TO DO: What lines in the records below mention "PathBuf"? List them all.

===== RECORDS SHOWN

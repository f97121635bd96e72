//! The `ffmpeg` command-line program as a [`DecodeEngine`].
//!
//! [`FfmpegEngine`] spawns the `ffmpeg` binary once per invocation inside a
//! private scratch directory. That directory stands in for the engine's
//! filesystem: inputs are mounted into it and extracted frames are written to
//! it. It is removed when the engine is dropped.
//!
//! Every invocation runs with `-nostdin -loglevel level+info`, so each line
//! FFmpeg writes to stderr carries a severity tag that
//! [`LogLine::parse`] turns into an [`FfmpegLogLevel`].
//!
//! # Example
//!
//! ```no_run
//! use stillpick::{DecodeEngine, FfmpegEngine};
//!
//! let mut engine = FfmpegEngine::new()?.with_binary("/opt/ffmpeg/bin/ffmpeg");
//! let invocation = engine.invoke(&["-version".to_string()])?;
//! for line in invocation.lines() {
//!     println!("{line}");
//! }
//! # Ok::<(), stillpick::StillpickError>(())
//! ```

use std::{
    env, fs,
    path::{Path, PathBuf},
    process::{Command, Stdio},
};

use tempfile::TempDir;

use crate::engine::{DecodeEngine, Invocation, LogLine};
use crate::error::StillpickError;

/// Environment variable that overrides the default `ffmpeg` binary.
pub const FFMPEG_BINARY_ENV: &str = "STILLPICK_FFMPEG";

/// FFmpeg log severity.
///
/// Maps directly to FFmpeg's `AV_LOG_*` levels and the tags printed by the
/// `level` log flag.
///
/// # Ordering (most verbose → most quiet)
///
/// `Trace` > `Debug` > `Verbose` > `Info` > `Warning` > `Error` > `Fatal` > `Panic` > `Quiet`
#[derive(Debug, Clone, Copy, PartialEq, Eq, Hash)]
pub enum FfmpegLogLevel {
    /// Print no output at all.
    Quiet,
    /// Unrecoverable condition; the process will abort.
    Panic,
    /// Unrecoverable error.
    Fatal,
    /// Recoverable error.
    Error,
    /// Warning.
    Warning,
    /// Informational message. Stream headers, including `Duration:`, are
    /// printed at this level.
    Info,
    /// Verbose informational message.
    Verbose,
    /// Debugging message.
    Debug,
    /// Extremely verbose tracing output.
    Trace,
}

impl FfmpegLogLevel {
    /// Parse the tag FFmpeg prints between brackets, e.g. `warning`.
    pub fn from_tag(tag: &str) -> Option<Self> {
        match tag {
            "quiet" => Some(FfmpegLogLevel::Quiet),
            "panic" => Some(FfmpegLogLevel::Panic),
            "fatal" => Some(FfmpegLogLevel::Fatal),
            "error" => Some(FfmpegLogLevel::Error),
            "warning" => Some(FfmpegLogLevel::Warning),
            "info" => Some(FfmpegLogLevel::Info),
            "verbose" => Some(FfmpegLogLevel::Verbose),
            "debug" => Some(FfmpegLogLevel::Debug),
            "trace" => Some(FfmpegLogLevel::Trace),
            _ => None,
        }
    }

    /// The level at which a line of this severity is forwarded to the `log`
    /// facade.
    ///
    /// Engine output is chatty, so even FFmpeg errors are forwarded at
    /// `debug`: the pipeline decides for itself what is worth a warning.
    pub fn forward_level(self) -> log::Level {
        match self {
            FfmpegLogLevel::Verbose | FfmpegLogLevel::Debug | FfmpegLogLevel::Trace => {
                log::Level::Trace
            }
            _ => log::Level::Debug,
        }
    }
}

/// Drives the `ffmpeg` binary in a private scratch directory.
#[derive(Debug)]
pub struct FfmpegEngine {
    binary: PathBuf,
    root: TempDir,
}

impl FfmpegEngine {
    /// Create an engine with a fresh scratch directory.
    ///
    /// The binary is taken from `STILLPICK_FFMPEG` if set, otherwise `ffmpeg`
    /// is looked up on `PATH` at invocation time.
    ///
    /// # Errors
    ///
    /// Returns [`StillpickError::IoError`] if the scratch directory cannot be
    /// created.
    pub fn new() -> Result<Self, StillpickError> {
        let binary = env::var_os(FFMPEG_BINARY_ENV)
            .map(PathBuf::from)
            .unwrap_or_else(|| PathBuf::from("ffmpeg"));
        let root = tempfile::Builder::new().prefix("stillpick-").tempdir()?;
        log::debug!("Engine scratch directory at {}", root.path().display());
        Ok(Self { binary, root })
    }

    /// Use a specific `ffmpeg` binary.
    #[must_use]
    pub fn with_binary(mut self, binary: impl Into<PathBuf>) -> Self {
        self.binary = binary.into();
        self
    }

    /// The binary this engine spawns.
    pub fn binary(&self) -> &Path {
        &self.binary
    }

    /// Host path of the scratch directory.
    pub fn root(&self) -> &Path {
        self.root.path()
    }

    fn resolve(&self, name: &str) -> PathBuf {
        self.root.path().join(name.trim_start_matches('/'))
    }
}

impl DecodeEngine for FfmpegEngine {
    fn invoke(&mut self, arguments: &[String]) -> Result<Invocation, StillpickError> {
        let output = Command::new(&self.binary)
            .current_dir(self.root.path())
            .args(["-nostdin", "-loglevel", "level+info"])
            .args(arguments)
            .stdin(Stdio::null())
            .stdout(Stdio::null())
            .stderr(Stdio::piped())
            .output()
            .map_err(|error| StillpickError::EngineSpawn {
                binary: self.binary.clone(),
                reason: error.to_string(),
            })?;

        let stderr = String::from_utf8_lossy(&output.stderr);
        // Progress lines end in a bare carriage return.
        let log: Vec<LogLine> = stderr
            .split(['\n', '\r'])
            .filter(|raw| !raw.trim().is_empty())
            .map(LogLine::parse)
            .collect();

        for line in &log {
            log::log!(target: "stillpick::engine", line.level.forward_level(), "{}", line.text);
        }

        Ok(Invocation {
            exit_code: output.status.code(),
            log,
        })
    }

    fn create_dir(&mut self, dir: &str) -> Result<(), StillpickError> {
        fs::create_dir_all(self.resolve(dir))?;
        Ok(())
    }

    fn mount(&mut self, dir: &str, input: &Path) -> Result<String, StillpickError> {
        let mount_error = |reason: String| StillpickError::Mount {
            path: input.to_path_buf(),
            reason,
        };

        let source = input
            .canonicalize()
            .map_err(|error| mount_error(error.to_string()))?;
        let file_name = source
            .file_name()
            .ok_or_else(|| mount_error("input has no file name".to_string()))?
            .to_string_lossy()
            .into_owned();

        let engine_path = format!("{}/{}", dir.trim_matches('/'), file_name);
        let target = self.resolve(&engine_path);
        if target.symlink_metadata().is_ok() {
            fs::remove_file(&target).map_err(|error| mount_error(error.to_string()))?;
        }

        #[cfg(unix)]
        std::os::unix::fs::symlink(&source, &target)
            .map_err(|error| mount_error(error.to_string()))?;

        #[cfg(not(unix))]
        fs::copy(&source, &target).map_err(|error| mount_error(error.to_string()))?;

        log::debug!("Mounted {} at {}", source.display(), engine_path);
        Ok(engine_path)
    }

    fn read_file(&mut self, name: &str) -> Result<Vec<u8>, StillpickError> {
        Ok(fs::read(self.resolve(name))?)
    }

    fn delete_file(&mut self, name: &str) -> Result<(), StillpickError> {
        fs::remove_file(self.resolve(name))?;
        Ok(())
    }
}
//! Single-frame extraction through the decode engine.
//!
//! Each extraction is one engine invocation that seeks to a timestamp and
//! writes a single PNG into the engine filesystem. The bytes are read back
//! and the artifact is deleted before [`FrameExtractor::extract`] returns,
//! whether or not the read succeeded.

use std::io::ErrorKind;

use image::{DynamicImage, ImageFormat};

use crate::engine::{DecodeEngine, command_line};
use crate::error::StillpickError;
use crate::filter::FilterGraph;

/// MIME type of every extracted frame.
pub const FRAME_MIME_TYPE: &str = "image/png";

/// One still frame pulled out of the input.
#[derive(Debug, Clone)]
pub struct ExtractedFrame {
    /// 1-based attempt index that produced the frame.
    pub attempt: u32,
    /// Seek position in whole seconds.
    pub timestamp: u64,
    /// Encoded PNG bytes.
    pub bytes: Vec<u8>,
    /// Always [`FRAME_MIME_TYPE`].
    pub mime_type: &'static str,
}

impl ExtractedFrame {
    /// Decode the PNG bytes into an image.
    pub fn decode(&self) -> Result<DynamicImage, StillpickError> {
        Ok(image::load_from_memory_with_format(
            &self.bytes,
            ImageFormat::Png,
        )?)
    }
}

/// Name of the artifact written for an attempt.
///
/// Embeds the attempt index and timestamp so that attempts never collide,
/// even when the same timestamp is drawn twice.
pub fn artifact_name(attempt: u32, timestamp: u64) -> String {
    format!("screen_{attempt}_{timestamp}.png")
}

/// Argument vector for extracting the frame at `timestamp`.
pub fn extraction_arguments(
    input: &str,
    timestamp: u64,
    filter_graph: &FilterGraph,
    output: &str,
) -> Vec<String> {
    vec![
        "-ss".to_string(),
        timestamp.to_string(),
        "-i".to_string(),
        input.to_string(),
        "-an".to_string(),
        "-sn".to_string(),
        "-map".to_string(),
        "0:v:0".to_string(),
        "-vf".to_string(),
        filter_graph.to_string(),
        "-pix_fmt".to_string(),
        "rgb24".to_string(),
        "-frames:v".to_string(),
        "1".to_string(),
        output.to_string(),
    ]
}

/// Extracts frames from one mounted input with a fixed filter graph.
pub struct FrameExtractor<'a, E: DecodeEngine + ?Sized> {
    engine: &'a mut E,
    input: &'a str,
    filter_graph: &'a FilterGraph,
}

impl<'a, E: DecodeEngine + ?Sized> FrameExtractor<'a, E> {
    /// Create an extractor for the engine-side path `input`.
    pub fn new(engine: &'a mut E, input: &'a str, filter_graph: &'a FilterGraph) -> Self {
        Self {
            engine,
            input,
            filter_graph,
        }
    }

    /// Extract the frame at `timestamp` for attempt number `attempt`.
    ///
    /// # Errors
    ///
    /// [`StillpickError::ArtifactMissing`] if the engine produced no output
    /// file, or the engine's own error if the invocation could not run.
    pub fn extract(
        &mut self,
        attempt: u32,
        timestamp: u64,
    ) -> Result<ExtractedFrame, StillpickError> {
        let name = artifact_name(attempt, timestamp);
        let arguments = extraction_arguments(self.input, timestamp, self.filter_graph, &name);
        log::debug!("> {}", command_line(&arguments));

        let invocation = self.engine.invoke(&arguments)?;
        if !invocation.success() {
            log::debug!(
                "Extraction at {timestamp}s exited with {:?}",
                invocation.exit_code
            );
        }

        let read = {
            let mut artifact = Artifact {
                engine: &mut *self.engine,
                name: &name,
            };
            artifact.read()
        };
        let bytes = match read {
            Ok(bytes) => bytes,
            Err(StillpickError::IoError(error)) if error.kind() == ErrorKind::NotFound => {
                return Err(StillpickError::ArtifactMissing {
                    name,
                    exit_code: invocation.exit_code,
                });
            }
            Err(error) => return Err(error),
        };

        Ok(ExtractedFrame {
            attempt,
            timestamp,
            bytes,
            mime_type: FRAME_MIME_TYPE,
        })
    }
}

/// An engine-side file that is deleted when dropped.
struct Artifact<'e, 'n, E: DecodeEngine + ?Sized> {
    engine: &'e mut E,
    name: &'n str,
}

impl<E: DecodeEngine + ?Sized> Artifact<'_, '_, E> {
    fn read(&mut self) -> Result<Vec<u8>, StillpickError> {
        self.engine.read_file(self.name)
    }
}

impl<E: DecodeEngine + ?Sized> Drop for Artifact<'_, '_, E> {
    fn drop(&mut self) {
        match self.engine.delete_file(self.name) {
            Ok(()) => log::trace!("Deleted artifact {}", self.name),
            Err(StillpickError::IoError(error)) if error.kind() == ErrorKind::NotFound => {}
            Err(error) => log::warn!("Failed to delete artifact {}: {error}", self.name),
        }
    }
}

#[cfg(test)]
mod tests {
    use super::*;

    #[test]
    fn artifact_name_embeds_attempt_and_timestamp() {
        assert_eq!(artifact_name(3, 42), "screen_3_42.png");
        assert_ne!(artifact_name(1, 42), artifact_name(2, 42));
    }

    #[test]
    fn extraction_argument_shape() {
        let graph = FilterGraph::new(false);
        let arguments = extraction_arguments("videos/clip.mp4", 17, &graph, "screen_1_17.png");
        assert_eq!(
            arguments,
            [
                "-ss",
                "17",
                "-i",
                "videos/clip.mp4",
                "-an",
                "-sn",
                "-map",
                "0:v:0",
                "-vf",
                graph.as_str(),
                "-pix_fmt",
                "rgb24",
                "-frames:v",
                "1",
                "screen_1_17.png",
            ]
        );
    }

    #[test]
    fn decode_rejects_garbage() {
        let frame = ExtractedFrame {
            attempt: 1,
            timestamp: 0,
            bytes: b"not a png".to_vec(),
            mime_type: FRAME_MIME_TYPE,
        };
        assert!(matches!(frame.decode(), Err(StillpickError::ImageError(_))));
    }
}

==========

SOLUTION:
    path::{Path, PathBuf},
    binary: PathBuf,
            .map(PathBuf::from)
            .unwrap_or_else(|| PathBuf::from("ffmpeg"));
    pub fn with_binary(mut self, binary: impl Into<PathBuf>) -> Self {
    fn resolve(&self, name: &str) -> PathBuf {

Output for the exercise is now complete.